Does anyone know what the glue is made up of?


----------



## demuths1770 (Jan 2, 2014)

pectin and water usually


----------



## Gdaddy (Sep 20, 2012)

Pectin is never used by the professional trade. They use either gum Taracanth or gar gum or cellulose glue.

"Gum tragacanth is a viscous, odorless, tasteless, water-soluble mixture of polysaccharides obtained from sap which is drained from the root of the plant and dried. The gum seeps from the plant in twisted ribbons or flakes which can be powdered. It absorbs water to become a gel, which can be stirred into a paste."


----------



## Bizumpy (Nov 14, 2014)

Google vegetable glue. There's a specific brand that many use, it ends in a number like 330 or 550 or something. 

Most of them are thermo gels which get harder as temperature increases so they don't liquify as the cigar heats up. Which is why the advice to "smoke a cigar for a couple minutes to loosen the glue so you can get the band off easier" is bunk.


----------



## Shemp75 (May 26, 2012)

Bizumpy said:


> "smoke a cigar for a couple minutes to loosen the glue so you can get the band off easier" is *BUNK*


Another classic statement from Bizumpy


----------



## Bizumpy (Nov 14, 2014)

Another content-free post by you


----------



## Tobias Lutz (Feb 18, 2013)

Come on fellas


----------



## Bizumpy (Nov 14, 2014)

Found it, it's called Bermocoll 320. That's what a large number of cigar manufacturers use as "glue." You can google its properties.


----------



## Bruck (Jan 8, 2013)

For my RYOs I use liquid nails.

JK, I use cellulose glue  Never occurred to me to look at it under a black light though. Not sure I'd want to do that.


----------



## Herf N Turf (Dec 31, 2008)

Hmmm... I've always been under the impression it was perspiration from the thighs of the virgins upon which they're rolled. Right or wrong, I enjoy that impression so much, I'm clinging to it. :nod:


----------



## Sigaar (Sep 19, 2014)

Herf N Turf said:


> Hmmm... I've always been under the impression it was perspiration from the thighs of the virgins upon which they're rolled. Right or wrong, I enjoy that impression so much, I'm clinging to it. :nod:


Works for me!:smoke:


----------



## MadMatt (Jan 20, 2013)

Bruck said:


> For my RYOs I use liquid nails.
> 
> JK, I use cellulose glue  Never occurred to me to look at it under a black light though. Not sure I'd want to do that.

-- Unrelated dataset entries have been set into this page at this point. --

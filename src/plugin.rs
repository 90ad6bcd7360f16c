//! The surface plugins are written against.
//!
//! A [`Plugin`] claims page URLs and turns them into named streams using
//! the [`Session`] it is handed. The [`PluginRegistry`] checks plugins in
//! registration order and the first match wins.
//!
//! # Example
//!
//! ```rust,no_run
//! use async_trait::async_trait;
//! use streamtap::plugin::{Plugin, Streams};
//! use streamtap::Session;
//!
//! struct Example;
//!
//! #[async_trait]
//! impl Plugin for Example {
//!     fn name(&self) -> &'static str {
//!         "example"
//!     }
//!
//!     fn matches(&self, url: &str) -> bool {
//!         url.contains("example.com/live/")
//!     }
//!
//!     async fn streams(&self, session: &Session, url: &str) -> anyhow::Result<Streams> {
//!         let page = session.http().fetch_text(url).await?;
//!         let mut streams = Streams::new();
//!         if let Some(manifest) = page.lines().find(|l| l.ends_with(".m3u8")) {
//!             streams.insert("best".to_string(), manifest.to_string());
//!         }
//!         Ok(streams)
//!     }
//! }
//! ```

use std::collections::BTreeMap;
use std::sync::Arc;

use anyhow::Result;
use async_trait::async_trait;
use tracing::debug;

use crate::session::Session;

/// Stream name (`"best"`, `"720p"`, ...) to stream URL.
pub type Streams = BTreeMap<String, String>;

/// Prompts the user on behalf of a plugin.
///
/// Stored in the `user-input-requester` option. The session never calls
/// it; plugins do.
pub trait UserInputRequester: Send + Sync {
    fn ask(&self, prompt: &str) -> Result<String>;

    /// Like [`ask`](Self::ask) but the answer must not be echoed.
    fn ask_password(&self, prompt: &str) -> Result<String>;
}

/// Site-specific stream extractor.
#[async_trait]
pub trait Plugin: Send + Sync {
    /// Plugin name (e.g. "twitch", "youtube").
    fn name(&self) -> &'static str;

    /// Check if this plugin handles the given URL.
    fn matches(&self, url: &str) -> bool;

    /// Locate the streams behind `url`.
    async fn streams(&self, session: &Session, url: &str) -> Result<Streams>;
}

/// Routes URLs to plugins.
#[derive(Default, Clone)]
pub struct PluginRegistry {
    plugins: Vec<Arc<dyn Plugin>>,
}

impl PluginRegistry {
    #[must_use]
    pub fn new() -> Self {
        Self::default()
    }

    pub fn register(&mut self, plugin: Arc<dyn Plugin>) {
        debug!(plugin = plugin.name(), "Registered plugin");
        self.plugins.push(plugin);
    }

    /// The first registered plugin matching `url`.
    pub fn resolve(&self, url: &str) -> Option<Arc<dyn Plugin>> {
        let plugin = self.plugins.iter().find(|p| p.matches(url))?;
        debug!("Matched plugin: {}", plugin.name());
        Some(Arc::clone(plugin))
    }

    pub fn names(&self) -> Vec<&'static str> {
        self.plugins.iter().map(|p| p.name()).collect()
    }

    pub fn len(&self) -> usize {
        self.plugins.len()
    }

    pub fn is_empty(&self) -> bool {
        self.plugins.is_empty()
    }
}

impl std::fmt::Debug for PluginRegistry {
    fn fmt(&self, f: &mut std::fmt::Formatter<'_>) -> std::fmt::Result {
        f.debug_struct("PluginRegistry")
            .field("plugins", &self.names())
            .finish()
    }
}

I actually started out looking for mold but found fingerprints, sparked my interest.


----------



## TAB (Dec 5, 2013)

Herf N Turf said:


> Hmmm... I've always been under the impression it was perspiration from the thighs of the virgins upon which they're rolled. Right or wrong, I enjoy that impression so much, I'm clinging to it. :nod:


What a great thought. :tu


----------



## HTML5 Gordon (Jan 5, 2013)

Herf N Turf said:


> Hmmm... I've always been under the impression it was perspiration from the thighs of the virgins upon which they're rolled. Right or wrong, I enjoy that impression so much, I'm clinging to it. :nod:


I thought that was only used on Opus X cigars (oh, and Gurkhas  ).


----------



## Old Smokey (Sep 13, 2013)

I remember what those sweaty thighs looked like under a blacklight, except they weren't virgins. Ah, the memories of youth.


----------



## MadMatt (Jan 20, 2013)

Gurkha actually sounds like the name of a glue.


----------



## Gdaddy (Sep 20, 2012)

Bizumpy said:


> Found it, it's called Bermocoll 320. That's what a large number of cigar manufacturers use as "glue." You can google its properties.

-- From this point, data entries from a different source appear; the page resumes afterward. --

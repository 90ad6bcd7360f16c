//! `streamtap` - Session, options and HTTP policy for stream extractors
//!
//! # Features
//!
//! - **Typed options**: a central catalog of option keys with defaults,
//!   explicit-set tracking and deprecated-key aliases
//! - **Live HTTP policy**: option writes rewire proxies, swap TLS adapters,
//!   bind source addresses and merge default headers, cookies and params
//! - **Address family pinning**: `ipv4`/`ipv6` restrict DNS results for
//!   every connection pool through a shared resolver policy
//! - **Plugin surface**: plugins receive a [`Session`] and return named
//!   streams
//!
//! # Example
//!
//! ```rust,no_run
//! use streamtap::Session;
//!
//! #[tokio::main]
//! async fn main() -> anyhow::Result<()> {
//!     let session = Session::new();
//!     session.set_option("http-proxy", "proxy.example:8080")?;
//!     session.set_option("http-headers", "Referer=https://example.com/")?;
//!     let page = session.http().fetch_text("https://example.com").await?;
//!     println!("Fetched {} bytes", page.len());
//!     Ok(())
//! }
//! ```

pub mod config;
pub mod deprecation;
pub mod error;
pub mod http;
pub mod options;
pub mod plugin;
pub mod resolver;
pub mod session;
pub mod value;

pub use deprecation::{CallSite, DeprecationReporter, DeprecationWarning, WarningPath};
pub use error::{HttpError, NoPluginError, OptionError, ResolverError};
pub use http::{HttpClient, RequestOptions, Verify};
pub use options::SessionOptions;
pub use plugin::{Plugin, PluginRegistry, Streams, UserInputRequester};
pub use resolver::{AddressFamily, ResolverPolicy};
pub use session::{CaBundleLocator, EnvCaBundle, Session, SessionBuilder};
pub use value::{OptionValue, OrderedMap};

/// Version of streamtap
pub const VERSION: &str = env!("CARGO_PKG_VERSION");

Correct. Bermocoll is a cellulose glue. Gum Tragacanth is also widely used.

The glue is used only on the cap of the cigar and is used very sparingly. The entire seem is NOT glued down. However, the head is the part that goes in your mouth ( for some reason that just sounds wrong!) so Pectin would be a horrible choice of glue due to it's bitterness.


----------



## Gdaddy (Sep 20, 2012)

Herf N Turf said:


> Hmmm... I've always been under the impression it was perspiration from the thighs of the virgins upon which they're rolled. Right or wrong, I enjoy that impression so much, I'm clinging to it. :nod:


Reminds me of a story...

One night after dinner with friends I handed out several of my own hand rolled cigars. After a few minutes there was a remark about how good the smoke was. I proudly explained that a lot of 'Love' goes into rolling each cigar. "Each one is like my baby" I explained... "In fact, I even glue the cap on using my very own semen".

The blank look on everyone face was priceless! They all looked down at the cigar at the same moment and then back at me. None were smiling, just a shocked blank stare with their mouths hanging open.

There was a sigh of relief once I revealed the truth.


----------



## demuths1770 (Jan 2, 2014)

Gdaddy said:


> Pectin is never used by the professional trade. They use either gum Taracanth or gar gum or cellulose glue.
> 
> "Gum tragacanth is a viscous, odorless, tasteless, water-soluble mixture of polysaccharides obtained from sap which is drained from the root of the plant and dried. The gum seeps from the plant in twisted ribbons or flakes which can be powdered. It absorbs water to become a gel, which can be stirred into a paste."


woops read over it really quick at work and just threw that in.


----------



## Damselnotindistress (Aug 7, 2011)

Herf N Turf said:


> Hmmm... I've always been under the impression it was perspiration from the thighs of the virgins upon which they're rolled. Right or wrong, I enjoy that impression so much, I'm clinging to it. :nod:


***When I read Zino Davidoff's book The Cigar Connoisseur, he talked about being a little boy in Cuba and having heard about these brown skinned virgins rolling those world famed cigars on their inner thighs. So, he said, he snuck away to the Cuban cigar factories, stood on a box and peered inside the windows. "And all I saw were big, sweaty, ugly men working feverishly at those cigar tables..." Just thought I'd share.


----------



## NorCalJaybird (Sep 2, 2014)

Herf N Turf said:


> Hmmm... I've always been under the impression it was perspiration from the thighs of the virgins upon which they're rolled. Right or wrong, I enjoy that impression so much, I'm clinging to it. :nod:


Jaybird is coming for his rightful heir to the throne of the Virgin thigh rolled cigar kingdom! Cling all you want Herf N Turf! Its MINE!! Step aside peasants!

Cheers
King Jaybird!


----------



## NorCalJaybird (Sep 2, 2014)

Please be advised that last post was driven ONLY by the WINE in my glass......

Nothing further.. Carry on with the regularly scheduled broadcasting of PUFF!


Simply 
Jaybird


----------